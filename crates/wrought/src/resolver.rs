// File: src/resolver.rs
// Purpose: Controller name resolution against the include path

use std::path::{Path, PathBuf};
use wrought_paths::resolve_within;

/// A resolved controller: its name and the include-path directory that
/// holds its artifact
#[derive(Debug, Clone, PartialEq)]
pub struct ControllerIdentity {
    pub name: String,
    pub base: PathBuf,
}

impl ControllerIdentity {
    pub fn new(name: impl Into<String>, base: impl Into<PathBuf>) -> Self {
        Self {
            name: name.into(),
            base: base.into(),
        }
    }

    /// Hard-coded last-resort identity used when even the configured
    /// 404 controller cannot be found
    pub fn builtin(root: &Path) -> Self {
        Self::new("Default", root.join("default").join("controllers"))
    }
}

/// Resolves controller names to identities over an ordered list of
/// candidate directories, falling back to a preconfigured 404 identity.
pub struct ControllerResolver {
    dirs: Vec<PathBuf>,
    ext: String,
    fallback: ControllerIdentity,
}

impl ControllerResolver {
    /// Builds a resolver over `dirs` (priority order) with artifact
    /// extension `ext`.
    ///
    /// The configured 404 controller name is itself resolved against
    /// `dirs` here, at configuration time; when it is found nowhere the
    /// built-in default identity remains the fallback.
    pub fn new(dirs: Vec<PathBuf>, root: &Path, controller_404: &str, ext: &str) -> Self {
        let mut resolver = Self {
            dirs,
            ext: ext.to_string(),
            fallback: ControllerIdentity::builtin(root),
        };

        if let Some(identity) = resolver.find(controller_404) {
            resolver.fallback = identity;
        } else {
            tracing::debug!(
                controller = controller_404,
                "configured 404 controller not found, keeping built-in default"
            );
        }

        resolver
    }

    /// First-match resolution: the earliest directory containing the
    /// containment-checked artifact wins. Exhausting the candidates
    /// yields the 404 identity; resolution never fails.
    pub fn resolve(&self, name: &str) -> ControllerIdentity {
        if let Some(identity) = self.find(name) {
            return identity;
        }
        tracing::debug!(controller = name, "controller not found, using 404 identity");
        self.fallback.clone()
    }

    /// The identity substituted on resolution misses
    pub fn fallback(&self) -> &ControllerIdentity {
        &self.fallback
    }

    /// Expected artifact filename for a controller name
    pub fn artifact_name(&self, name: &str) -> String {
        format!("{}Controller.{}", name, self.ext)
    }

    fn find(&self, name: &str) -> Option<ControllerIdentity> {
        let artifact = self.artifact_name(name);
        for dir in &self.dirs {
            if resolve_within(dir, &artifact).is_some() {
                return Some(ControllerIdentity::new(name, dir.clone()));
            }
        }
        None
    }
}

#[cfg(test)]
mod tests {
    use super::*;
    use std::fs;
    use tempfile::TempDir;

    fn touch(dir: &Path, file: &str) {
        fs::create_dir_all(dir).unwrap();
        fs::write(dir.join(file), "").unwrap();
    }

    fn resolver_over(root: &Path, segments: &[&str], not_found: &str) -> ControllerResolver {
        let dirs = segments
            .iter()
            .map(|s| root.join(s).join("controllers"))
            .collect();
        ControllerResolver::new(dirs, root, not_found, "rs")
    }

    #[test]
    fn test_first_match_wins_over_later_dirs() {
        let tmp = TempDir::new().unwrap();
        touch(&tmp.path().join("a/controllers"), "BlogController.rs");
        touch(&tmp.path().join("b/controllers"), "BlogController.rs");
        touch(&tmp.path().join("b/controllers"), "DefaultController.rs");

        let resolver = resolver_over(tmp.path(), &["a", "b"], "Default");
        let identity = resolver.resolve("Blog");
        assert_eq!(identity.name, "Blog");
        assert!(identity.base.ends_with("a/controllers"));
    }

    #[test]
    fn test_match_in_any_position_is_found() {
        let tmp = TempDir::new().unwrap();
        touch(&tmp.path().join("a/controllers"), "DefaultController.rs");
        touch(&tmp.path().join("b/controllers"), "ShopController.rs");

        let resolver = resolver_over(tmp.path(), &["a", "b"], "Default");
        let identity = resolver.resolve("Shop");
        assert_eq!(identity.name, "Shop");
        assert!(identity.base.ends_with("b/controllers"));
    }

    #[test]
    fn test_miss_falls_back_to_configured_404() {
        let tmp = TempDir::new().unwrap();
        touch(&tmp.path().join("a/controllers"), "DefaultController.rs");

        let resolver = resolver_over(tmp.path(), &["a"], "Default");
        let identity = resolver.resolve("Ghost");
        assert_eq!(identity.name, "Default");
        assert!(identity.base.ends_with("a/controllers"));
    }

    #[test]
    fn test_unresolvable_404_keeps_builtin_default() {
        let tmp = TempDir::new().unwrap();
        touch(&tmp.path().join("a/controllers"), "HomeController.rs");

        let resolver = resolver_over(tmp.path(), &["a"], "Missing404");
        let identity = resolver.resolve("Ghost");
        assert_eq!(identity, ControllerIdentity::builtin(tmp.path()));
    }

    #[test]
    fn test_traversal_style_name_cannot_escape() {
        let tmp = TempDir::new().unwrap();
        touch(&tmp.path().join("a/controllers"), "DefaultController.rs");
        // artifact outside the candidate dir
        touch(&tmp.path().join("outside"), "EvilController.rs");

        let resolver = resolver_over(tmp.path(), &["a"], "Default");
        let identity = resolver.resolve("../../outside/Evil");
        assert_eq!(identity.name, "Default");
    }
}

═══

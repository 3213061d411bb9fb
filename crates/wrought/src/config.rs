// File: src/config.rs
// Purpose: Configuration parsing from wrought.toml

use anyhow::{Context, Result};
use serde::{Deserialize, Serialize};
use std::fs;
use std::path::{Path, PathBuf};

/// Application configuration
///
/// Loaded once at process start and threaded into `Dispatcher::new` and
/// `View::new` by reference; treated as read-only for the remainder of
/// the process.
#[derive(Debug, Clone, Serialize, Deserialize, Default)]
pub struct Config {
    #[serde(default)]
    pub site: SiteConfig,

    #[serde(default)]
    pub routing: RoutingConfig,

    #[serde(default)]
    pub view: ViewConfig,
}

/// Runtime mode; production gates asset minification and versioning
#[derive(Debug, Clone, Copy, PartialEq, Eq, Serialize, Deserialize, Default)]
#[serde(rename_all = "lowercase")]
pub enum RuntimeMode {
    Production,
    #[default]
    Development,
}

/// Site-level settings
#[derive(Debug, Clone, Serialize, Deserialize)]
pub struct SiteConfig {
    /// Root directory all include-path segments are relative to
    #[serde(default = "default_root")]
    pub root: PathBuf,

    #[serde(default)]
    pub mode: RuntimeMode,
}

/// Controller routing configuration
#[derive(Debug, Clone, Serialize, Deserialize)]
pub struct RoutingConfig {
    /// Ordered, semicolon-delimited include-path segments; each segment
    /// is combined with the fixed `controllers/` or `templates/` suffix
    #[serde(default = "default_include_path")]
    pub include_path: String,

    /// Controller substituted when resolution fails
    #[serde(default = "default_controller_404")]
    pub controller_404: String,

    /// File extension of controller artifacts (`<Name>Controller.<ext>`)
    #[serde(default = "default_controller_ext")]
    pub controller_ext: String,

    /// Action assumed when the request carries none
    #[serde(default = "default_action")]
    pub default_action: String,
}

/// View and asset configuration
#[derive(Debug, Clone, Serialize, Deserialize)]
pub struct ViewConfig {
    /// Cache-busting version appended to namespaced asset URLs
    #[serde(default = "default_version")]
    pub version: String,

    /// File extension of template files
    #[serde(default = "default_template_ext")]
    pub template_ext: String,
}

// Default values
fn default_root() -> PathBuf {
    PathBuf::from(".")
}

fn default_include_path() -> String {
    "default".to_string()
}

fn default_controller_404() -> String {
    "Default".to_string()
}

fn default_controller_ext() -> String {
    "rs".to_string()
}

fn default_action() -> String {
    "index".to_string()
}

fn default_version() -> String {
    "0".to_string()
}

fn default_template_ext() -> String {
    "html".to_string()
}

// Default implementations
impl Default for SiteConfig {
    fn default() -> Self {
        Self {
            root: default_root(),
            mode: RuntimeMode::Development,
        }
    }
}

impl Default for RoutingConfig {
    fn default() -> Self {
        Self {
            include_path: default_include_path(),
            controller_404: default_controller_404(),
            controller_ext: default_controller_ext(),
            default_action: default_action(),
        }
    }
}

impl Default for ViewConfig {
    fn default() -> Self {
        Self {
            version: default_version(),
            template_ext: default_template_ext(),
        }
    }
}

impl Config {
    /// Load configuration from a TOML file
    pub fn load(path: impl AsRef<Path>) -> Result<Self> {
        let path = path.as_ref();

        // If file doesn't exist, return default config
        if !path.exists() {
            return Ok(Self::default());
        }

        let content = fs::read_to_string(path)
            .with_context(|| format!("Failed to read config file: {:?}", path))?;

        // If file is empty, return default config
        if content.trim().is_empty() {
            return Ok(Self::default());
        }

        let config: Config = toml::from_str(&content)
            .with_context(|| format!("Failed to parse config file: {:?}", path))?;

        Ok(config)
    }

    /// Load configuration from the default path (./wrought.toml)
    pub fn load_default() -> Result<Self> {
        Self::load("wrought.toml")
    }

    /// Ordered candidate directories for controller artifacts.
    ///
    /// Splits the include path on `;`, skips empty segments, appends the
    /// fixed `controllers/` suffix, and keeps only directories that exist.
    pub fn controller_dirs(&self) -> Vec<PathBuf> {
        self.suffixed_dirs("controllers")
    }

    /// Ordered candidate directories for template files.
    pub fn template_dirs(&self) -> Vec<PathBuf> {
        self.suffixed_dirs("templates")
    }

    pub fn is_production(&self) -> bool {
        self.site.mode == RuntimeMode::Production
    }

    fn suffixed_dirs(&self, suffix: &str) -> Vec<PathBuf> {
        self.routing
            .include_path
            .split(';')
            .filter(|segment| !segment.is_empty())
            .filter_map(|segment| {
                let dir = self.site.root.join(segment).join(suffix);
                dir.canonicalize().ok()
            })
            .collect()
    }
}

═══

*What needs to be done*. Given the data above, transcribe exactly the lines from the one containing "use super::*;" down to the one containing "not_found: &str) ->", and no others.

*Output for this task*.
    use super::*;
    use std::fs;
    use tempfile::TempDir;

    fn touch(dir: &Path, file: &str) {
        fs::create_dir_all(dir).unwrap();
        fs::write(dir.join(file), "").unwrap();
    }

    fn resolver_over(root: &Path, segments: &[&str], not_found: &str) -> ControllerResolver {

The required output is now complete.